Workshops

Worship Workshop: To a More Profound Alleluia – What is worship? Why do we do it? How can we do it with more intentionality and skill? In this 2 to 3 hour workshop we cover basic worship/liturgical theory, connecting worship to mission, shaping ritual and the liturgical year, and the role of music in worship. Highly interactive session intended for clergy and lay leaders, as well as worship committees or liturgical teams.

Review from the 2011 workshop in San Diego:
The Rev. Jason Shelton led members of the First UU Church of SanDiego in an excellent and inspiring series of events the weekend of Feb. 5-6, 2011. His worship workshop “Towards a More Profound Alleluia” both engaged and stimulated us to think more deeply about UU Worship and to see how our mission and values take life in the way we construct and live out worship. I heartily recommend Jason as a workshop leader/clinician/resident guru and suggest inviting him for a residency in your congregation or cluster. (Ken Herman, Director of Music/Organist, First UU San Diego)

Choir Workshop: What We Sing is Who We Are – Totally adaptable format in terms of length and topics, depending on your choir’s needs. I’m available for anything from a single rehearsal to a weekend retreat. We can sing my music or anything else you’d like to work on. Most of the time I’m asked to help choirs work on adapting to different musical styles, rhythms and cultural contexts. I can work with your church choir alone, or choirs from local church clusters or even district/regional gatherings.

Collaborative Worship Ministry: Growing the Minister/Musician Relationship – We often speak of the need for greater collaboration between ministers and musicians, but how might such a relationship actually work? In this workshop we’ll explore the roles of the parish minister and musician, looking honestly at areas of potential conflict between the two as well as celebrating the rich, rewarding partnership that is possible when they engage in a truly shared ministry. Topics covered include: ego and worship leadership; full integration of music into the worship planning process; theological development for church musicians (and the minister’s role in making it happen); and music, worship and anti-racist, multicultural identity. UUMA Chapters are encouraged to invite musicians to attend and participate.
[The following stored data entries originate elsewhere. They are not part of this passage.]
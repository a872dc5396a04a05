//! Modelo de Partner
//!
//! Este módulo contiene el struct Partner y sus variantes para CRUD operations.
//! Mapea al schema PostgreSQL con primary key 'partner_id'.

use std::fmt;
use std::str::FromStr;

use chrono::{DateTime, Utc};
use serde::{Deserialize, Serialize};
use sqlx::FromRow;

use super::StatusParseError;

/// Estado del partner
#[derive(Debug, Clone, Copy, PartialEq, Eq, Serialize, Deserialize)]
#[serde(rename_all = "lowercase")]
pub enum PartnerStatus {
    Active,
    Inactive,
}

impl PartnerStatus {
    pub fn as_str(&self) -> &'static str {
        match self {
            PartnerStatus::Active => "active",
            PartnerStatus::Inactive => "inactive",
        }
    }
}

impl fmt::Display for PartnerStatus {
    fn fmt(&self, f: &mut fmt::Formatter<'_>) -> fmt::Result {
        f.write_str(self.as_str())
    }
}

impl FromStr for PartnerStatus {
    type Err = StatusParseError;

    fn from_str(s: &str) -> Result<Self, Self::Err> {
        match s {
            "active" => Ok(PartnerStatus::Active),
            "inactive" => Ok(PartnerStatus::Inactive),
            other => Err(StatusParseError::new("partner", other)),
        }
    }
}

impl TryFrom<String> for PartnerStatus {
    type Error = StatusParseError;

    fn try_from(value: String) -> Result<Self, Self::Error> {
        value.parse()
    }
}

/// Partner principal - mapea a la tabla partners
#[derive(Debug, Clone, PartialEq, FromRow)]
pub struct Partner {
    pub partner_id: String,
    pub name: String,
    pub phone: String,
    pub email: String,
    pub address: Option<String>,
    #[sqlx(try_from = "String")]
    pub status: PartnerStatus,
    pub created_at: DateTime<Utc>,
    pub updated_at: DateTime<Utc>,
}

impl Partner {
    pub fn new(name: String, phone: String, email: String, address: Option<String>) -> Self {
        let now = Utc::now();
        Self {
            partner_id: super::generate_id("partner"),
            name,
            phone,
            email,
            address,
            status: PartnerStatus::Active,
            created_at: now,
            updated_at: now,
        }
    }
}

/// Cambios parciales sobre un partner: solo se aplican los campos presentes
#[derive(Debug, Clone, Default, PartialEq)]
pub struct PartnerPatch {
    pub name: Option<String>,
    pub phone: Option<String>,
    pub email: Option<String>,
    pub address: Option<String>,
    pub status: Option<PartnerStatus>,
}

impl PartnerPatch {
    pub fn is_empty(&self) -> bool {
        self.name.is_none()
            && self.phone.is_none()
            && self.email.is_none()
            && self.address.is_none()
            && self.status.is_none()
    }

    /// Aplicar sobre una copia en memoria
    pub fn apply_to(&self, partner: &mut Partner) {
        if let Some(name) = &self.name {
            partner.name = name.clone();
        }
        if let Some(phone) = &self.phone {
            partner.phone = phone.clone();
        }
        if let Some(email) = &self.email {
            partner.email = email.clone();
        }
        if let Some(address) = &self.address {
            partner.address = Some(address.clone());
        }
        if let Some(status) = self.status {
            partner.status = status;
        }
    }
}

/// Filtros para el listado de partners
#[derive(Debug, Clone, Default)]
pub struct PartnerFilter {
    pub status: Option<PartnerStatus>,
    /// Búsqueda por subcadena en la dirección
    pub location: Option<String>,
    pub limit: i64,
    pub offset: i64,
}

impl PartnerFilter {
    pub fn matches(&self, partner: &Partner) -> bool {
        let status_ok = self.status.map_or(true, |s| partner.status == s);
        let location_ok = self.location.as_deref().map_or(true, |needle| {
            partner
                .address
                .as_deref()
                .map_or(false, |address| address.contains(needle))
        });
        status_ok && location_ok
    }
}

#[cfg(test)]
mod tests {
    use super::*;

    #[test]
    fn test_patch_applies_only_present_fields() {
        let mut partner = Partner::new(
            "City Cabs".to_string(),
            "+91 9800000001".to_string(),
            "ops@citycabs.in".to_string(),
            Some("MG Road, Bengaluru".to_string()),
        );
        let patch = PartnerPatch {
            email: Some("fleet@citycabs.in".to_string()),
            status: Some(PartnerStatus::Inactive),
            ..Default::default()
        };

        assert!(!patch.is_empty());
        patch.apply_to(&mut partner);

        assert_eq!(partner.name, "City Cabs");
        assert_eq!(partner.email, "fleet@citycabs.in");
        assert_eq!(partner.phone, "+91 9800000001");
        assert_eq!(partner.status, PartnerStatus::Inactive);
        assert!(PartnerPatch::default().is_empty());
    }

    #[test]
    fn test_filter_matches_location_substring() {
        let partner = Partner::new(
            "City Cabs".to_string(),
            "+91 9800000001".to_string(),
            "ops@citycabs.in".to_string(),
            Some("MG Road, Bengaluru".to_string()),
        );

        let by_city = PartnerFilter {
            location: Some("Bengaluru".to_string()),
            ..Default::default()
        };
        let by_status = PartnerFilter {
            status: Some(PartnerStatus::Inactive),
            ..Default::default()
        };

        assert!(by_city.matches(&partner));
        assert!(!by_status.matches(&partner));
        assert!(partner.partner_id.starts_with("partner_"));
    }

    #[test]
    fn test_status_parse() {
        assert_eq!("active".parse::<PartnerStatus>().unwrap(), PartnerStatus::Active);
        assert!("suspended".parse::<PartnerStatus>().is_err());
    }
}
//! Utilidades del sistema
//!
//! Este módulo contiene utilidades para manejo de errores, validación
//! y paginación.

pub mod errors;
pub mod validation;

pub use errors::{AppError, AppResult};
// We follow the same approach as the rest of the crate family: the
// internal (no_std) crate reports problems with `&'static str`, and the
// public crate wraps them in a single opaque `Error` type.
//
// Each ErrorKind variant wraps a small struct that knows how to display
// itself. Callers that need to react to a failure (e.g. retry a write
// without recomputing) inspect `Error::category`.

use std::path::PathBuf;

#[derive(Debug)]
pub struct Error {
    kind: ErrorKind,
}

/// Broad classification of an [`Error`].
#[non_exhaustive]
#[derive(Clone, Copy, Debug, PartialEq, Eq)]
pub enum ErrorCategory {
    /// The caller supplied invalid settings. Reported before any frame is
    /// processed.
    Configuration,
    /// A frame couldn't be processed (e.g. a non-positive box length).
    Data,
    /// The numeric result couldn't be persisted. The computation itself
    /// succeeded.
    Io,
    /// The run was cancelled between frames.
    Cancelled,
}

/// The underlying internal error type
#[non_exhaustive]
#[derive(Debug)]
enum ErrorKind {
    /// An error that occurs when the bin width or max radius is problematic
    BinSpec(BinSpecError),
    /// An error that occurs when an integer lies outside of the acceptable
    /// range of values
    IntegerRange(IntegerRangeError),
    /// An error that occurs when no output path was configured
    OutputPathPresence(OutputPathPresenceError),
    /// An error that occurs when the trajectory doesn't hold any frames
    NoFrames(NoFramesError),
    /// An error that occurs when the thread pool can't be constructed
    ThreadPool(ThreadPoolError),
    /// An error that occurs when a frame reports an invalid box
    BoxGeometry(BoxGeometryError),
    /// An error that occurs when a frame's positions are laid out wrong
    FrameLayout(FrameLayoutError),
    /// An error reported by a trajectory while producing a frame
    FrameAccess(FrameAccessError),
    /// An error that occurs while writing the g(r) table
    Write(WriteError),
    /// The run was cancelled between frames
    Cancelled(CancelledError),
}

// define constructor methods for Error
impl Error {
    /// produce an error indicating that the bin width or max radius is
    /// problematic
    pub(crate) fn bin_spec(what: &'static str, bin_width: f64, max_radius: f64) -> Self {
        Error {
            kind: ErrorKind::BinSpec(BinSpecError {
                what,
                bin_width,
                max_radius,
            }),
        }
    }

    /// produce an error indicating that an integer lies outside the acceptable
    /// range of values
    pub(crate) fn integer_range(
        description: &'static str,
        actual: i64,
        min_val: i64,
        max_val: i64,
    ) -> Self {
        Error {
            kind: ErrorKind::IntegerRange(IntegerRangeError {
                description,
                actual,
                min_val,
                max_val,
            }),
        }
    }

    /// produce an error indicating that no output path was specified
    pub(crate) fn output_path_presence() -> Self {
        Error {
            kind: ErrorKind::OutputPathPresence(OutputPathPresenceError),
        }
    }

    /// produce an error indicating that the trajectory is empty
    pub(crate) fn no_frames() -> Self {
        Error {
            kind: ErrorKind::NoFrames(NoFramesError),
        }
    }

    pub(crate) fn thread_pool(what: String) -> Self {
        Error {
            kind: ErrorKind::ThreadPool(ThreadPoolError(what)),
        }
    }

    /// produce an error indicating that frame `frame_index` has an invalid
    /// box
    pub(crate) fn box_geometry(frame_index: usize, lengths: [f64; 3], what: &'static str) -> Self {
        Error {
            kind: ErrorKind::BoxGeometry(BoxGeometryError {
                frame_index,
                lengths,
                what,
            }),
        }
    }

    /// produce an error indicating that the positions of frame `frame_index`
    /// can't be viewed as a `(3, n_particles)` array
    pub(crate) fn frame_layout(frame_index: usize, what: &'static str) -> Self {
        Error {
            kind: ErrorKind::FrameLayout(FrameLayoutError { frame_index, what }),
        }
    }

    /// Produce an error indicating that a trajectory couldn't provide frame
    /// `frame_index`.
    ///
    /// This is public so that implementors of [`crate::Trajectory`] can
    /// report their own failures.
    pub fn frame_access(frame_index: usize, what: impl Into<String>) -> Self {
        Error {
            kind: ErrorKind::FrameAccess(FrameAccessError {
                frame_index,
                what: what.into(),
            }),
        }
    }

    /// produce an error indicating that writing the table failed
    pub(crate) fn write(path: Option<PathBuf>, source: std::io::Error) -> Self {
        Error {
            kind: ErrorKind::Write(WriteError { path, source }),
        }
    }

    pub(crate) fn cancelled() -> Self {
        Error {
            kind: ErrorKind::Cancelled(CancelledError),
        }
    }

    pub fn category(&self) -> ErrorCategory {
        match self.kind {
            ErrorKind::BinSpec(_)
            | ErrorKind::IntegerRange(_)
            | ErrorKind::OutputPathPresence(_)
            | ErrorKind::NoFrames(_)
            | ErrorKind::ThreadPool(_) => ErrorCategory::Configuration,
            ErrorKind::BoxGeometry(_) | ErrorKind::FrameLayout(_) | ErrorKind::FrameAccess(_) => {
                ErrorCategory::Data
            }
            ErrorKind::Write(_) => ErrorCategory::Io,
            ErrorKind::Cancelled(_) => ErrorCategory::Cancelled,
        }
    }
}

impl std::error::Error for Error {
    fn source(&self) -> Option<&(dyn std::error::Error + 'static)> {
        match self.kind {
            ErrorKind::Write(ref err) => Some(&err.source),
            _ => None,
        }
    }
}

impl core::fmt::Display for Error {
    fn fmt(&self, f: &mut core::fmt::Formatter) -> core::fmt::Result {
        self.kind.fmt(f)
    }
}

impl core::fmt::Display for ErrorKind {
    fn fmt(&self, f: &mut core::fmt::Formatter) -> core::fmt::Result {
        match *self {
            ErrorKind::BinSpec(ref err) => err.fmt(f),
            ErrorKind::IntegerRange(ref err) => err.fmt(f),
            ErrorKind::OutputPathPresence(ref err) => err.fmt(f),
            ErrorKind::NoFrames(ref err) => err.fmt(f),
            ErrorKind::ThreadPool(ref err) => err.fmt(f),
            ErrorKind::BoxGeometry(ref err) => err.fmt(f),
            ErrorKind::FrameLayout(ref err) => err.fmt(f),
            ErrorKind::FrameAccess(ref err) => err.fmt(f),
            ErrorKind::Write(ref err) => err.fmt(f),
            ErrorKind::Cancelled(ref err) => err.fmt(f),
        }
    }
}

#[derive(Clone, Debug)]
struct BinSpecError {
    what: &'static str,
    bin_width: f64,
    max_radius: f64,
}

impl core::fmt::Display for BinSpecError {
    fn fmt(&self, f: &mut core::fmt::Formatter) -> core::fmt::Result {
        write!(
            f,
            "invalid distance bins (bin width = {}, max radius = {}): {}",
            self.bin_width, self.max_radius, self.what
        )
    }
}

#[derive(Clone, Debug)]
struct IntegerRangeError {
    description: &'static str,
    actual: i64,
    min_val: i64,
    max_val: i64,
}

impl core::fmt::Display for IntegerRangeError {
    fn fmt(&self, f: &mut core::fmt::Formatter) -> core::fmt::Result {
        write!(
            f,
            "{} has a value of {}. The value should be no less than {} and \
             not exceed {}",
            self.description, self.actual, self.min_val, self.max_val
        )
    }
}

#[derive(Clone, Debug)]
struct OutputPathPresenceError;

impl core::fmt::Display for OutputPathPresenceError {
    fn fmt(&self, f: &mut core::fmt::Formatter) -> core::fmt::Result {
        write!(f, "an output path was not specified")
    }
}

#[derive(Clone, Debug)]
struct NoFramesError;

impl core::fmt::Display for NoFramesError {
    fn fmt(&self, f: &mut core::fmt::Formatter) -> core::fmt::Result {
        write!(f, "the trajectory doesn't hold any frames")
    }
}

#[derive(Clone, Debug)]
struct ThreadPoolError(String);

impl core::fmt::Display for ThreadPoolError {
    fn fmt(&self, f: &mut core::fmt::Formatter) -> core::fmt::Result {
        write!(f, "unable to build the thread pool: {}", self.0)
    }
}

#[derive(Clone, Debug)]
struct BoxGeometryError {
    frame_index: usize,
    lengths: [f64; 3],
    what: &'static str,
}

impl core::fmt::Display for BoxGeometryError {
    fn fmt(&self, f: &mut core::fmt::Formatter) -> core::fmt::Result {
        let [lx, ly, lz] = self.lengths;
        write!(
            f,
            "frame {} has a box of [{lx}, {ly}, {lz}]: {}",
            self.frame_index, self.what
        )
    }
}

#[derive(Clone, Debug)]
struct FrameLayoutError {
    frame_index: usize,
    what: &'static str,
}

impl core::fmt::Display for FrameLayoutError {
    fn fmt(&self, f: &mut core::fmt::Formatter) -> core::fmt::Result {
        write!(f, "problem with frame {}: {}", self.frame_index, self.what)
    }
}

#[derive(Clone, Debug)]
struct FrameAccessError {
    frame_index: usize,
    what: String,
}

impl core::fmt::Display for FrameAccessError {
    fn fmt(&self, f: &mut core::fmt::Formatter) -> core::fmt::Result {
        write!(f, "unable to load frame {}: {}", self.frame_index, self.what)
    }
}

#[derive(Debug)]
struct WriteError {
    path: Option<PathBuf>,
    source: std::io::Error,
}

impl core::fmt::Display for WriteError {
    fn fmt(&self, f: &mut core::fmt::Formatter) -> core::fmt::Result {
        match self.path {
            Some(ref path) => write!(
                f,
                "unable to write the g(r) table to {}: {}",
                path.display(),
                self.source
            ),
            None => write!(f, "unable to write the g(r) table: {}", self.source),
        }
    }
}

#[derive(Clone, Debug)]
struct CancelledError;

impl core::fmt::Display for CancelledError {
    fn fmt(&self, f: &mut core::fmt::Formatter) -> core::fmt::Result {
        write!(f, "the calculation was cancelled")
    }
}

#[cfg(test)]
mod tests {
    use super::*;

    #[test]
    fn categories() {
        assert_eq!(
            Error::bin_spec("the bin width must be positive", 0.0, 1.0).category(),
            ErrorCategory::Configuration
        );
        assert_eq!(
            Error::integer_range("n_skip", -1, 0, 9).category(),
            ErrorCategory::Configuration
        );
        assert_eq!(
            Error::box_geometry(3, [1.0, 0.0, 1.0], "box lengths must be positive").category(),
            ErrorCategory::Data
        );
        assert_eq!(Error::frame_access(0, "oops").category(), ErrorCategory::Data);
        let io_err = std::io::Error::other("disk full");
        assert_eq!(Error::write(None, io_err).category(), ErrorCategory::Io);
        assert_eq!(Error::cancelled().category(), ErrorCategory::Cancelled);
    }

    #[test]
    fn messages() {
        let err = Error::integer_range("n_skip", 12, 0, 9);
        assert_eq!(
            err.to_string(),
            "n_skip has a value of 12. The value should be no less than 0 and not exceed 9"
        );

        let err = Error::box_geometry(3, [1.0, 0.0, 1.0], "box lengths must be positive");
        assert_eq!(
            err.to_string(),
            "frame 3 has a box of [1, 0, 1]: box lengths must be positive"
        );

        let err = Error::write(
            Some(PathBuf::from("out.dat")),
            std::io::Error::other("disk full"),
        );
        assert!(err.to_string().contains("out.dat"));
        assert!(std::error::Error::source(&err).is_some());
    }
}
The Civil Rights Era: A Movement with a Soundtrack – This workshop was designed to kickoff the UU Civil Rights Legacy tours of the American South by grounding participants in the songs and sounds of the movement. Through recordings and group singing, participants will engage in deepening their understanding of the cultural, theological and social elements which combined in music that has changed  – and continues to change – the world.